A regeneração no turismo, grande tema da WTM Latin America 2026, não pode ser tratada como tendência de mercado nem como nova etiqueta para práticas antigas… Ela exige mudanças profundas na forma como territórios são percebidos, planejados e vividos. Esse foi um dos principais consensos do painel “Turismo além da sustentabilidade: experiências em curso na América Latina para um Turismo Responsável”, realizado no Transformation Theatre, durante o evento, em São Paulo, com participação de Mariana Madureira, diretora executiva da Raízes Desenvolvimento Sustentável.
Ao lado de Camilo Alvarado, Diretor Nacional da Travolution Colombia, e Erika Ramirez, diretora da Tours Mitote, Mariana defendeu que a regeneração precisa considerar dimensões sociais e culturais, e não apenas ambientais: “A gente precisa regenerar nosso pensamento sobre o turismo, para daí regenerar as relações, regenerar a memória e regenerar a natureza.”
Houve críticas ao modelo de turismo massificado, que concentra renda, pressiona recursos naturais e afasta moradores dos benefícios econômicos. Em contraponto, defendemos um turismo de menor escala, mais distribuído, com permanência maior, relações mais próximas e impacto positivo mais equilibrado.
Segundo Mariana, ainda predomina uma lógica de consumo que transforma destinos em produtos e reduz territórios a cenários.
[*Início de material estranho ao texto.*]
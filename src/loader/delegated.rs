use std::collections::HashSet;
use std::fs;
use std::path::Path;

use crate::graph::ASN;
use crate::shared::BgpSimError;

/// Parse every RIR delegated-ASN summary file in `dir` and return the set of
/// admitted ASNs.
///
/// A line is skipped if it contains `#` or `*`. Otherwise, if it has at
/// least 7 `|`-separated fields, field index 2 is `asn`, and field index 6
/// is `allocated` or `assigned`, the half-open range `[field3, field3 +
/// field4)` is admitted.
pub fn parse_delegated_dir(dir: &Path) -> Result<HashSet<ASN>, BgpSimError> {
    let mut allocated = HashSet::new();

    let entries = fs::read_dir(dir).map_err(|source| BgpSimError::Io {
        path: dir.to_path_buf(),
        source,
    })?;

    for entry in entries {
        let entry = entry.map_err(|source| BgpSimError::Io {
            path: dir.to_path_buf(),
            source,
        })?;
        let path = entry.path();
        if !path.is_file() {
            continue;
        }

        let contents = fs::read_to_string(&path).map_err(|source| BgpSimError::Io {
            path: path.clone(),
            source,
        })?;

        let before = allocated.len();
        for line in contents.lines() {
            parse_line(line, &mut allocated);
        }
        log::debug!(
            "admitted {} ASNs from delegated file {:?}",
            allocated.len() - before,
            path
        );
    }

    Ok(allocated)
}

fn parse_line(line: &str, allocated: &mut HashSet<ASN>) {
    if line.contains('#') || line.contains('*') {
        return;
    }

    let fields: Vec<&str> = line.split('|').collect();
    if fields.len() < 7 {
        return;
    }
    if fields[2] != "asn" {
        return;
    }
    if fields[6] != "allocated" && fields[6] != "assigned" {
        return;
    }

    let (Ok(start), Ok(count)) = (fields[3].parse::<ASN>(), fields[4].parse::<ASN>()) else {
        return;
    };

    allocated.extend(start..start + count);
}
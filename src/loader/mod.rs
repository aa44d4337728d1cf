//! The graph loader: turns the three external data sources into a
//! [`Graph`] of immutable [`Node`] topology.

mod collectors;
mod delegated;
mod relationships;

use std::collections::HashMap;
use std::path::Path;

use crate::graph::{Graph, ASN};
use crate::node::{Neighbour, Node};
use crate::shared::{BgpSimError, Relationship};

pub use collectors::{all_detector_asns, parse_collectors};
pub use delegated::parse_delegated_dir;
pub use relationships::{parse_relationships, RawNeighbours};

/// Build the AS graph from the three pinned external inputs.
///
/// Nodes (and neighbour entries) whose ASN is not in the RIR delegated
/// summaries are dropped; surviving nodes are marked as detectors when
/// their ASN appears in the collector list.
pub fn build(
    relations_path: &Path,
    delegated_dir: &Path,
    collectors_path: &Path,
) -> Result<Graph, BgpSimError> {
    let raw = parse_relationships(relations_path)?;
    let allocated = parse_delegated_dir(delegated_dir)?;
    let detectors = parse_collectors(collectors_path)?;

    let mut graph = Graph::new();

    for (asn, neighbours) in raw {
        if !allocated.contains(&asn) {
            continue;
        }

        let mut table: HashMap<ASN, Neighbour> = HashMap::new();
        for neighbour_asn in neighbours.c2p {
            if allocated.contains(&neighbour_asn) {
                table.insert(
                    neighbour_asn,
                    Neighbour {
                        relationship: Relationship::CustomerToProvider,
                        local_pref: 0,
                    },
                );
            }
        }
        for neighbour_asn in neighbours.p2p {
            if allocated.contains(&neighbour_asn) {
                table.insert(
                    neighbour_asn,
                    Neighbour {
                        relationship: Relationship::PeerToPeer,
                        local_pref: 0,
                    },
                );
            }
        }
        for neighbour_asn in neighbours.p2c {
            if allocated.contains(&neighbour_asn) {
                table.insert(
                    neighbour_asn,
                    Neighbour {
                        relationship: Relationship::ProviderToCustomer,
                        local_pref: 0,
                    },
                );
            }
        }

        let mut node = Node::new(asn, table);
        node.set_detector(detectors.contains_key(&asn));
        graph.insert(node);
    }

    log::debug!(
        "graph loaded: {} ASNs ({} allocated, {} detectors)",
        graph.len(),
        allocated.len(),
        detectors.len()
    );

    Ok(graph)
}

#[cfg(test)]
mod tests {
    use super::*;
    use std::fs;
    use std::io::Write;

    struct Fixture {
        relations: std::path::PathBuf,
        delegated_dir: std::path::PathBuf,
        collectors: std::path::PathBuf,
    }

    impl Drop for Fixture {
        fn drop(&mut self) {
            fs::remove_file(&self.relations).ok();
            fs::remove_dir_all(&self.delegated_dir).ok();
            fs::remove_file(&self.collectors).ok();
        }
    }

    fn write(path: &Path, contents: &str) {
        let mut f = fs::File::create(path).unwrap();
        f.write_all(contents.as_bytes()).unwrap();
    }

    fn build_fixture(relations: &str, delegated: &str, collectors: &str) -> Fixture {
        let tag = format!("{}-{:?}", std::process::id(), std::thread::current().id());
        let relations_path = std::env::temp_dir().join(format!("hijacksim-rel-{tag}.txt"));
        let delegated_dir = std::env::temp_dir().join(format!("hijacksim-del-{tag}"));
        let collectors_path = std::env::temp_dir().join(format!("hijacksim-col-{tag}.txt"));

        write(&relations_path, relations);
        fs::create_dir_all(&delegated_dir).unwrap();
        write(&delegated_dir.join("delegated.txt"), delegated);
        write(&collectors_path, collectors);

        Fixture {
            relations: relations_path,
            delegated_dir,
            collectors: collectors_path,
        }
    }

    #[test]
    fn drops_non_allocated_asns_and_marks_detectors() {
        let fixture = build_fixture(
            "1|2|0|src\n2|3|-1|src\n3|4|0|src\n",
            "ripencc|FR|asn|1|3|20220101|allocated\n",
            "rrc00 | 2\n",
        );

        let graph = build(&fixture.relations, &fixture.delegated_dir, &fixture.collectors).unwrap();

        assert_eq!(graph.len(), 3);
        assert!(graph.get(&4).is_none());
        assert!(graph.get(&2).unwrap().neighbours.contains_key(&3));
        assert!(graph.get(&2).unwrap().neighbours.contains_key(&1));
        assert!(graph.get(&2).unwrap().is_detector);
        assert!(!graph.get(&1).unwrap().is_detector);
    }
}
Para mudar esse paradigma, é necessário recolocar a natureza no centro e compreender que seres humanos fazem parte dela. “Enquanto a gente tiver essa relação tão distorcida, não vamos conseguir encontrar equilíbrio”, disse.
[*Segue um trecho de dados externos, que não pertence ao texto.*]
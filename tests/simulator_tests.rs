use std::collections::HashMap;

use hijacksim::{Graph, Neighbour, Node, Relationship, Simulator};

fn neighbour(relationship: Relationship, local_pref: u32) -> Neighbour {
    Neighbour {
        relationship,
        local_pref,
    }
}

#[test]
fn scenario_1_triangle_no_valley_free() {
    let _ = env_logger::try_init();

    let mut graph = Graph::new();
    graph.insert(Node::new(
        1,
        HashMap::from([
            (2, neighbour(Relationship::PeerToPeer, 0)),
            (3, neighbour(Relationship::PeerToPeer, 0)),
        ]),
    ));
    graph.insert(Node::new(
        2,
        HashMap::from([
            (1, neighbour(Relationship::PeerToPeer, 0)),
            (3, neighbour(Relationship::PeerToPeer, 0)),
        ]),
    ));
    graph.insert(Node::new(
        3,
        HashMap::from([
            (1, neighbour(Relationship::PeerToPeer, 0)),
            (2, neighbour(Relationship::PeerToPeer, 0)),
        ]),
    ));

    let mut sim = Simulator::new(graph);
    sim.simulate(1).unwrap();

    assert_eq!(sim.selected_paths()[&2], vec![1]);
    assert_eq!(sim.selected_paths()[&3], vec![1]);
    assert!(!sim.is_caught());
}

/// `1 --P2C--> 2 --P2C--> 3`: 1 is 2's provider, 2 is 3's provider.
fn linear_chain() -> Graph {
    let mut graph = Graph::new();
    graph.insert(Node::new(
        1,
        HashMap::from([(2, neighbour(Relationship::ProviderToCustomer, 0))]),
    ));
    graph.insert(Node::new(
        2,
        HashMap::from([
            (1, neighbour(Relationship::CustomerToProvider, 0)),
            (3, neighbour(Relationship::ProviderToCustomer, 0)),
        ]),
    ));
    graph.insert(Node::new(
        3,
        HashMap::from([(2, neighbour(Relationship::CustomerToProvider, 0))]),
    ));
    graph
}

#[test]
fn scenario_2_linear_chain() {
    let mut sim = Simulator::new(linear_chain());
    sim.simulate(1).unwrap();

    assert_eq!(sim.selected_paths()[&2], vec![1]);
    assert_eq!(sim.selected_paths()[&3], vec![1, 2]);
}

/// Scenario (2)'s chain plus `3 --P2P--> 4`.
fn chain_with_peer() -> Graph {
    let mut graph = linear_chain();
    graph.get_mut(&3).unwrap().neighbours.insert(4, neighbour(Relationship::PeerToPeer, 0));
    graph.get_mut(&3).unwrap().export_groups.all.insert(4);
    graph.insert(Node::new(
        4,
        HashMap::from([(3, neighbour(Relationship::PeerToPeer, 0))]),
    ));
    graph
}

#[test]
fn scenario_3_valley_free_suppresses_peer_export() {
    let mut sim = Simulator::new(chain_with_peer());
    sim.set_valley_free(true);
    sim.simulate(1).unwrap();

    assert!(!sim.used_nodes().contains(&4));
    assert!(sim.selected_paths().get(&4).is_none());
}

#[test]
fn scenario_3_without_valley_free_peer_receives_the_route() {
    let mut sim = Simulator::new(chain_with_peer());
    sim.simulate(1).unwrap();

    assert_eq!(sim.selected_paths()[&4], vec![1, 2, 3]);
}

#[test]
fn scenario_4_loop_is_rejected_and_rib_unchanged() {
    let mut node = Node::new(
        2,
        HashMap::from([(3, neighbour(Relationship::PeerToPeer, 0))]),
    );
    assert!(!node.update_selected_path(&[1, 2, 3]));
    assert!(node.selected_path().is_none());
}

#[test]
fn scenario_5_detector_short_circuit() {
    let mut graph = linear_chain();
    graph.get_mut(&3).unwrap().set_detector(true);

    let mut sim = Simulator::new(graph);
    sim.simulate(1).unwrap();

    assert!(sim.is_caught());
    assert_eq!(sim.used_nodes(), std::collections::HashSet::from([1, 2, 3]));
}

#[test]
fn scenario_6_hijack_checkpoint_and_restore() {
    let mut sim = Simulator::new(chain_with_peer());
    sim.set_valley_free(true);
    sim.simulate(1).unwrap();
    let converged = sim.selected_paths();

    assert!(!sim.used_nodes().contains(&4));

    sim.set_to_hijack(true);
    sim.simulate(4).unwrap();
    assert_ne!(sim.selected_paths()[&3], converged[&3]);

    sim.set_to_hijack(false);
    for (asn, path) in &converged {
        assert_eq!(
            &sim.graph().get(asn).unwrap().selected_path().unwrap().to_vec(),
            path
        );
    }
}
Escuta territorial como ponto de partida
Outro tema central do debate foi a importância da escuta ativa junto às populações locais. As pessoas participantes reforçaram que ninguém conhece verdadeiramente um território melhor do que quem vive nele diariamente. “Ninguém sabe qual é a cor do território, senão as pessoas que vivem nele”, observou Camilo.
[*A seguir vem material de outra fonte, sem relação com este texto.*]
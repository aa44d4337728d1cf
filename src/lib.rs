pub mod graph;
pub mod loader;
pub mod node;
pub mod shared;
pub mod simulator;

pub use graph::{Graph, ASN};
pub use loader::build as build_graph;
pub use node::{ExportGroups, Neighbour, Node, RibEntry};
pub use shared::{BgpSimError, CollectorSource, Relationship};
pub use simulator::Simulator;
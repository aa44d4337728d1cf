use std::collections::HashMap;
use std::fs;
use std::path::Path;

use crate::graph::ASN;
use crate::shared::BgpSimError;

/// The three relationship lists CAIDA distinguishes for one ASN. The format
/// reserves a fourth slot per-node that the core never assigns meaning to.
/// There is nothing to carry, so it is simply absent here.
#[derive(Debug, Clone, Default)]
pub struct RawNeighbours {
    pub c2p: Vec<ASN>,
    pub p2p: Vec<ASN>,
    pub p2c: Vec<ASN>,
}

/// Parse the CAIDA `asn_a|asn_b|code|source` relationships file.
///
/// `code = 0` is Peer-to-Peer; `code = -1` makes `asn_a` the provider of
/// `asn_b`. Any other code is accepted (both ASNs are still registered so
/// they appear in the graph) but contributes no relationship, matching the
/// source reader. Comment lines (`#`) are skipped.
pub fn parse_relationships(path: &Path) -> Result<HashMap<ASN, RawNeighbours>, BgpSimError> {
    let contents = fs::read_to_string(path).map_err(|source| BgpSimError::Io {
        path: path.to_path_buf(),
        source,
    })?;

    let mut relationships: HashMap<ASN, RawNeighbours> = HashMap::new();

    for (line_no, line) in contents.lines().enumerate() {
        if line.contains('#') {
            continue;
        }
        if line.trim().is_empty() {
            continue;
        }

        parse_line(path, line_no + 1, line, &mut relationships)?;
    }

    log::debug!(
        "parsed {} ASNs from relationships file {:?}",
        relationships.len(),
        path
    );

    Ok(relationships)
}

fn parse_line(
    path: &Path,
    line_no: usize,
    line: &str,
    relationships: &mut HashMap<ASN, RawNeighbours>,
) -> Result<(), BgpSimError> {
    let fmt_err = |reason: &str| BgpSimError::InputFormat {
        path: path.to_path_buf(),
        line: line_no,
        reason: reason.to_string(),
    };

    let fields: Vec<&str> = line.split('|').collect();
    if fields.len() != 4 {
        return Err(fmt_err("expected exactly 4 `|`-separated fields"));
    }

    let is_digits = |s: &str| !s.is_empty() && s.chars().all(|c| c.is_ascii_digit());
    if !is_digits(fields[0]) {
        return Err(fmt_err("first field (asn_a) is not numeric"));
    }
    if !is_digits(fields[1]) {
        return Err(fmt_err("second field (asn_b) is not numeric"));
    }
    if !is_digits(fields[2].trim_start_matches('-')) {
        return Err(fmt_err("third field (code) is not numeric"));
    }

    let asn_a: ASN = fields[0].parse().map_err(|_| fmt_err("asn_a overflow"))?;
    let asn_b: ASN = fields[1].parse().map_err(|_| fmt_err("asn_b overflow"))?;
    let code: i64 = fields[2].parse().map_err(|_| fmt_err("code overflow"))?;

    relationships.entry(asn_a).or_default();
    relationships.entry(asn_b).or_default();

    match code {
        0 => {
            relationships.get_mut(&asn_a).unwrap().p2p.push(asn_b);
            relationships.get_mut(&asn_b).unwrap().p2p.push(asn_a);
        }
        -1 => {
            relationships.get_mut(&asn_a).unwrap().p2c.push(asn_b);
            relationships.get_mut(&asn_b).unwrap().c2p.push(asn_a);
        }
        _ => {
            log::warn!(
                "{:?}:{}: unrecognised relationship code {} between AS{} and AS{}, ignoring",
                path,
                line_no,
                code,
                asn_a,
                asn_b
            );
        }
    }

    Ok(())
}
A fala reforça um princípio historicamente defendido pela Raízes: projetos de turismo responsável só geram impacto positivo quando nascem do diálogo com comunidades, respeitando tempos, memórias, vocações locais e formas próprias de organização social. Em vez de buscar soluções grandiosas e distantes da realidade local, é mais estratégico fortalecer iniciativas comunitárias, redes produtivas existentes, empreendedorismo local e experiências conectadas à identidade cultural de cada região.
Os representantes latino-americanos destacam que muitos projetos ainda nascem de forma superficial, sem escuta qualificada e sem diálogo com comunidades locais. Quando isso acontece, surgem conflitos, uso inadequado de recursos e iniciativas que não se sustentam no longo prazo. Por isso, defendem que qualquer proposta ligada ao turismo precisa considerar a complexidade dos territórios, seus limites e suas potencialidades.
Por isso mesmo, Mariana, Camilo e Erika também chamaram atenção para a necessidade de envolver as empresas privadas nesse processo, desde que dispostas a rever práticas e aprender com organizações comunitárias. “Nós, comunidades, temos muito a ensinar ao setor privado”, enfatizou Erika.
O painel destacou que modelos baseados apenas em investimento externo, metas rápidas ou dependência financeira tendem a fracassar no longo prazo. Em contrapartida, iniciativas construídas com autonomia local, criatividade e cooperação têm maior potencial transformador.
América Latina como inspiração para um novo turismo
Ao longo da conversa, Mariana ressaltou que a diversidade cultural, os vínculos comunitários e os históricos de resistência da América Latina podem inspirar novos caminhos para o setor turístico global. “A gente precisa mostrar para o mundo um novo turismo, sob uma nova perspectiva. Um turismo que regenere relações e territórios de um lugar profundo, e não do greenwashing”, falou.
Para a Raízes, participar de espaços como a WTM Latin America reforça a importância de ampliar conexões entre iniciativas comprometidas com desenvolvimento territorial, justiça climática e turismo responsável em escala regional e global, neste caso, na América Latina.
Além das ações na própria feira, participamos da Assembleia Geral do Coletivo MUDA! pelo Turismo Responsável, do qual fazemos parte, na segunda-feira (13), no nosso escritório na capital paulista. São sempre momentos de encontrar pessoas profissionais que admiramos e que também se tornaram amigas e parceiras ao longo dos anos.
Por fim: o turismo do futuro não será medido apenas pelo número de visitantes, mas pelo impacto positivo que deixa em quem vive no território!